[Activity]
Only the lines from the top of the data through the one with "pub fn escape_markdown(text: &str)" are to be written out, each exactly as it stands.

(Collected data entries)
+ + + + + + +

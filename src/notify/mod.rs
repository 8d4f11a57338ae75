pub mod telegram;

use anyhow::Result;
use async_trait::async_trait;
use tracing::info;

use crate::cost::format_cost;
use crate::engine::WorkflowResult;
use crate::item::Item;

/// Tells someone an item was sorted. Best-effort: callers log failures and
/// move on.
#[async_trait]
pub trait Notifier: Send + Sync {
    async fn notify(&self, item: &Item, result: &WorkflowResult) -> Result<()>;
}

/// Render a result in Telegram's legacy Markdown: `*bold*` labels, with
/// every interpolated field escaped so links and code never open an entity.
pub fn format_message(item: &Item, result: &WorkflowResult) -> String {
    let mut msg = format!(
        "*Category:* {}\n*Summary:* {}",
        escape_markdown(&result.category),
        escape_markdown(&result.summary)
    );
    if let Some(title) = &item.title {
        msg.push_str(&format!("\n*Title:* {}", escape_markdown(title)));
    }
    msg.push_str(&format!("\n*Message:* {}", escape_markdown(&item.details)));
    msg.push_str(&format!("\n*Cost:* {}", format_cost(result.cost)));
    msg
}

/// Backslash the characters legacy Markdown treats as entity markers.
pub fn escape_markdown(text: &str) -> String {
    let mut out = String::with_capacity(text.len());
    for c in text.chars() {
        if matches!(c, '_' | '*' | '[' | '`') {
            out.push('\\');
        }
        out.push(c);
    }
    out
}

/// Writes notifications to the log. Used when no channel is configured.
pub struct LogNotifier;

#[async_trait]
impl Notifier for LogNotifier {
    async fn notify(&self, item: &Item, result: &WorkflowResult) -> Result<()> {
        info!(
            item_id = item.id,
            category = %result.category,
            cost = %format_cost(result.cost),
            "{}",
            result.summary
        );
        Ok(())
    }
}
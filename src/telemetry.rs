use std::sync::Once;

use tracing_subscriber::{EnvFilter, fmt, prelude::*};

use crate::consts::LOG_ENV;

static INIT: Once = Once::new();

/// Install the global subscriber. Filter comes from `MIND_LOG`
/// (e.g. `MIND_LOG=message_mind=debug,reqwest=warn`), falling back to
/// `info`. Logs go to stderr so command output on stdout stays clean.
///
/// Safe to call more than once.
pub fn init_tracing() {
    INIT.call_once(|| {
        let filter = EnvFilter::try_from_env(LOG_ENV).unwrap_or_else(|_| EnvFilter::new("info"));

        tracing_subscriber::registry()
            .with(
                fmt::layer()
                    .with_writer(std::io::stderr)
                    .with_target(true),
            )
            .with(filter)
            .init();
    });
}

+ + + + + + +

[Reply]
filename src/notify/mod.rs
repository 8d4f11a57338ae75
pub mod telegram;

use anyhow::Result;
use async_trait::async_trait;
use tracing::info;

use crate::cost::format_cost;
use crate::engine::WorkflowResult;
use crate::item::Item;

/// Tells someone an item was sorted. Best-effort: callers log failures and
/// move on.
#[async_trait]
pub trait Notifier: Send + Sync {
    async fn notify(&self, item: &Item, result: &WorkflowResult) -> Result<()>;
}

/// Render a result in Telegram's legacy Markdown: `*bold*` labels, with
/// every interpolated field escaped so links and code never open an entity.
pub fn format_message(item: &Item, result: &WorkflowResult) -> String {
    let mut msg = format!(
        "*Category:* {}\n*Summary:* {}",
        escape_markdown(&result.category),
        escape_markdown(&result.summary)
    );
    if let Some(title) = &item.title {
        msg.push_str(&format!("\n*Title:* {}", escape_markdown(title)));
    }
    msg.push_str(&format!("\n*Message:* {}", escape_markdown(&item.details)));
    msg.push_str(&format!("\n*Cost:* {}", format_cost(result.cost)));
    msg
}

/// Backslash the characters legacy Markdown treats as entity markers.
pub fn escape_markdown(text: &str) -> String {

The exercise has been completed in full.